Joel Becker
2009-Oct-14 09:57 UTC
[Ocfs2-devel] [PATCH 0/2] [RFC] Adding the MAY_CREATE flag to ->permission()
Hey, Ran into a fun problem in ocfs2. ocfs2, being a cluster filesystem, has cluster locks. Being nice to our users, we allow signals to interrupt the cluster locking layer if it hasn't gotten too far yet (sleeping on local locking rather than the cluster). Now, system calls are only allowed to return -ERESTARTSYS if they can be safely restarted. In ocfs2_mknod(), which underlies mkdir(2), mknod(2), and creat(2), we allow signals to interrupt us while we gather our locks, but once we start changing things, there's no going back. Everyone else does the same thing. The problem is open(O_CREAT|O_EXCL). See, ocfs2_mknod() will successfully create the file. Then we get back to __open_namei_create(), which promptly calls may_open(). This is backended by ocfs2_permission(), and it needs the cluster lock to check the new inode's permissions. Send a signal here, and the ocfs2 code will return -ERESTARTSYS. (This is easily verified via 'git-checkout'). When entry.S restarts the open(O_CREAT|O_EXCL), it gets -EEXIST. Ouch! We can't naively block signals in ocfs2_permission(). The majority of calls are not for O_CREAT|O_EXCL. So how do we let ocfs2_permission() know about this case? Christoph's suggestion was a new flag to ->permission(). I've picked MAY_CREATE, but I'm totally open to a better name. I'm open to a better solution too. Following this are the MAY_CREATE patch and the ocfs2 patch to make use of it. Joel
Joel Becker
2009-Oct-14 09:57 UTC
[Ocfs2-devel] [PATCH 1/2] vfs: Add MAY_CREATE to the permission() flags.

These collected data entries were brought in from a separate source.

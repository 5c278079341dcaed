//! Static assets discovered under `assets/` and theme asset directories.
//!
//! Theme assets are discovered first (lowest priority); site assets with
//! the same output path override them. Fingerprinting/minification
//! mechanics are a collaborator's concern — only the manifest contract the
//! renderer cache depends on (§4.2 of the design notes) lives here.

use crate::primitives::{ContentHash, SourcePath};

#[derive(Debug, Clone, PartialEq)]
pub struct Asset {
    pub source_path: SourcePath,
    /// Output-relative path (before any fingerprinting a processor applies).
    pub output_path: SourcePath,
    pub is_theme: bool,
    pub content_hash: Option<ContentHash>,
}

impl Asset {
    pub fn new(source_path: SourcePath, output_path: SourcePath, is_theme: bool) -> Self {
        Self {
            source_path,
            output_path,
            is_theme,
            content_hash: None,
        }
    }
}

/// Merge theme and site asset lists by output path, site assets winning.
/// Theme assets are expected first so the merge preserves discovery order
/// for assets that aren't overridden.
pub fn merge_assets(theme: Vec<Asset>, site: Vec<Asset>) -> Vec<Asset> {
    let mut by_output: std::collections::HashMap<SourcePath, Asset> = theme.into_iter().map(|a| (a.output_path.clone(), a)).collect();
    let mut order: Vec<SourcePath> = by_output.keys().cloned().collect();
    for asset in site {
        if !by_output.contains_key(&asset.output_path) {
            order.push(asset.output_path.clone());
        }
        by_output.insert(asset.output_path.clone(), asset);
    }
    order.into_iter().filter_map(|path| by_output.remove(&path)).collect()
}
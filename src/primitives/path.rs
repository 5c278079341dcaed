//! Path normalization — the anchor of cross-checkout cache portability.
//!
//! Every cache key is a [`SourcePath`]: a logical path string relative to
//! the site root, normalized to forward slashes. Paths outside the site
//! root keep their absolute, forward-slash-normalized form.

use serde::{Deserialize, Serialize};
use std::fmt;
use std::path::{Path, PathBuf};

/// A normalized, POSIX-slash logical path used as a cache key.
#[derive(Debug, Clone, Default, PartialEq, Eq, Hash, PartialOrd, Ord, Serialize, Deserialize)]
#[serde(transparent)]
pub struct SourcePath(String);

impl SourcePath {
    pub fn new(s: impl Into<String>) -> Self {
        Self(normalize_slashes(&s.into()))
    }

    /// Build a `SourcePath` from a filesystem path, relative to the site
    /// root when inside it, absolute otherwise.
    pub fn from_fs_path(path: &Path, site_root: &Path) -> Self {
        let abs = normalize_fs(path);
        let abs_root = normalize_fs(site_root);
        match abs.strip_prefix(&abs_root) {
            Ok(rel) => Self::new(rel.to_string_lossy().to_string()),
            Err(_) => Self::new(abs.to_string_lossy().to_string()),
        }
    }

    pub fn as_str(&self) -> &str {
        &self.0
    }

    pub fn to_path_buf(&self) -> PathBuf {
        PathBuf::from(&self.0)
    }
}

impl fmt::Display for SourcePath {
    fn fmt(&self, f: &mut fmt::Formatter<'_>) -> fmt::Result {
        f.write_str(&self.0)
    }
}

impl AsRef<str> for SourcePath {
    fn as_ref(&self) -> &str {
        &self.0
    }
}

fn normalize_slashes(s: &str) -> String {
    s.replace('\\', "/")
}

/// Resolve a filesystem path to absolute form without requiring it to
/// exist: `canonicalize()` first, falling back to cwd-join for paths that
/// haven't been written yet (e.g. a planned output path).
pub fn normalize_fs(path: &Path) -> PathBuf {
    path.canonicalize().unwrap_or_else(|_| {
        if path.is_absolute() {
            path.to_path_buf()
        } else {
            std::env::current_dir().map_or_else(|_| path.to_path_buf(), |cwd| cwd.join(path))
        }
    })
}

#[cfg(test)]
mod tests {
    use super::*;

    #[test]
    fn normalizes_backslashes() {
        let p = SourcePath::new("content\\posts\\a.md");
        assert_eq!(p.as_str(), "content/posts/a.md");
    }

    #[test]
    fn from_fs_path_is_relative_inside_root() {
        let dir = tempfile::TempDir::new().unwrap();
        let root = dir.path();
        let file = root.join("content").join("a.md");
        std::fs::create_dir_all(file.parent().unwrap()).unwrap();
        std::fs::write(&file, "x").unwrap();
        let sp = SourcePath::from_fs_path(&file, root);
        assert_eq!(sp.as_str(), "content/a.md");
    }

    #[test]
    fn equality_and_hash_by_string_value() {
        let a = SourcePath::new("content/a.md");
        let b = SourcePath::new("content\\a.md");
        assert_eq!(a, b);
    }
}
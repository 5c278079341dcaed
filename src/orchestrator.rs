//! Build Orchestrator (§4.10): owns the phase sequence, per-phase timing,
//! and the strict/lenient error policy every other component defers to.
//!
//! Phase order follows §4.10 almost exactly, with one deliberate deviation:
//! asset processing runs before the render plan is computed rather than
//! after the snapshot, because `asset_manifest_changed` is a required input
//! to `planner::plan_render` (§4.8 D2) and §4.10's phase list places the
//! asset phase *after* the phases that need that input. Taxonomy/menu/
//! related-posts recomputation decisions don't depend on assets at all, so
//! those are driven off a preliminary render plan computed with
//! `asset_manifest_changed = false`; only the final page-render set waits
//! for the real asset result. See `DESIGN.md`.

use crate::cache::autodoc::AutodocTracker;
use crate::cache::parsed_content::ParsedContentQuery;
use crate::cache::rendered_output::{RenderedOutputEntry, RenderedOutputQuery};
use crate::cache::{BuildCache, parsed_content::ParsedContentEntry};
use crate::collaborators::parser::{Parser, ReferenceParser};
use crate::collaborators::template::{ReferenceTemplateEngine, TemplateEngine, transitive_dependencies};
use crate::config::SiteConfig;
use crate::content::page::{Page, PageHandle};
use crate::content::page_core::PageCore;
use crate::content::section::Section;
use crate::error::{self, BuildError};
use crate::primitives::atomic::atomic_write;
use crate::primitives::hash;
use crate::primitives::{ContentHash, SourcePath};
use crate::scheduler::workers::WorkloadType;
use crate::site::Site;
use crate::snapshot::{self, SiteSnapshot};
use crate::{assets, cascade, content, logger, planner, postprocess, scheduler, taxonomy};
use rustc_hash::{FxHashMap, FxHashSet};
use serde_json::{Map, Value};
use std::path::PathBuf;
use std::sync::Arc;
use std::sync::atomic::AtomicUsize;
use std::time::{Duration, Instant};

const SCOUT_LOOKAHEAD: usize = 4;
const DEFAULT_VERSION_ID: &str = "default";

/// User-visible build summary (§7 "User-visible output").
#[derive(Debug, Default, Clone)]
pub struct BuildStats {
    pub pages_built: usize,
    pub pages_cached: usize,
    pub total_time: Duration,
    pub phase_times: FxHashMap<String, Duration>,
    pub errors_by_category: FxHashMap<String, usize>,
    pub full_rebuild: bool,
}

impl BuildStats {
    fn record_error(&mut self, category: &str) {
        *self.errors_by_category.entry(category.to_string()).or_insert(0) += 1;
    }
}

/// Drives one build from a content tree to rendered output. Holds the
/// injected parser/template-engine collaborators (§9 "dynamic dispatch")
/// so tests can stub them; `new` wires in the reference implementations.
pub struct Orchestrator {
    root_path: PathBuf,
    config: SiteConfig,
    parser: Arc<dyn Parser>,
    template_engine: Arc<dyn TemplateEngine>,
    incremental: bool,
}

A simple rule of system calls is that you cannot return -ERESTARTSYS after you've made non-idempotent changes. ocfs2 has run into this with open(O_CREAT|O_EXCL). Once you've created the file, you can't restart the open(), because O_CREAT|O_EXCL will trigger -EEXIST. The problem is that ocfs2 is catching the signal ->permission(), called by may_open(). This happens after ->create() has successfully created the file. ocfs2_permission() has to get a cluster lock, and this is what can be interrupted by a signal. Now, obviously we want to block signals in the O_CREAT|O_EXCL case, but ocfs2_permission() has no way of knowing it just got called from open_namei_create(). So we add the MAY_CREATE flag to permission(). open_namei_create() will pass it to may_open(), and then ocfs2 can block signals in ocfs2_permission() as appropriate. The same is true of any other filesystem that has to do work in may_open(). Signed-off-by: Joel Becker <joel.becker at oracle.com> --- fs/namei.c | 2 +- include/linux/fs.h | 1 + 2 files changed, 2 insertions(+), 1 deletions(-) diff --git a/fs/namei.c b/fs/namei.c index d11f404..d54cb98 100644 --- a/fs/namei.c +++ b/fs/namei.c @@ -1623,7 +1623,7 @@ out_unlock: if (error) return error; /* Don't check for write permission, don't truncate */ - return may_open(&nd->path, 0, flag & ~O_TRUNC); + return may_open(&nd->path, MAY_CREATE, flag & ~O_TRUNC); } /* diff --git a/include/linux/fs.h b/include/linux/fs.h index 2620a8c..b1a454c 100644 --- a/include/linux/fs.h +++ b/include/linux/fs.h @@ -53,6 +53,7 @@ struct inodes_stat_t { #define MAY_APPEND 8 #define MAY_ACCESS 16 #define MAY_OPEN 32 +#define MAY_CREATE 64 /* * flags in file.f_mode. Note that FMODE_READ and FMODE_WRITE must correspond -- 1.6.3.3
Joel Becker
2009-Oct-14 09:57 UTC
[Ocfs2-devel] [PATCH 2/2] ocfs2: Use MAY_CREATE in ocfs2_permission()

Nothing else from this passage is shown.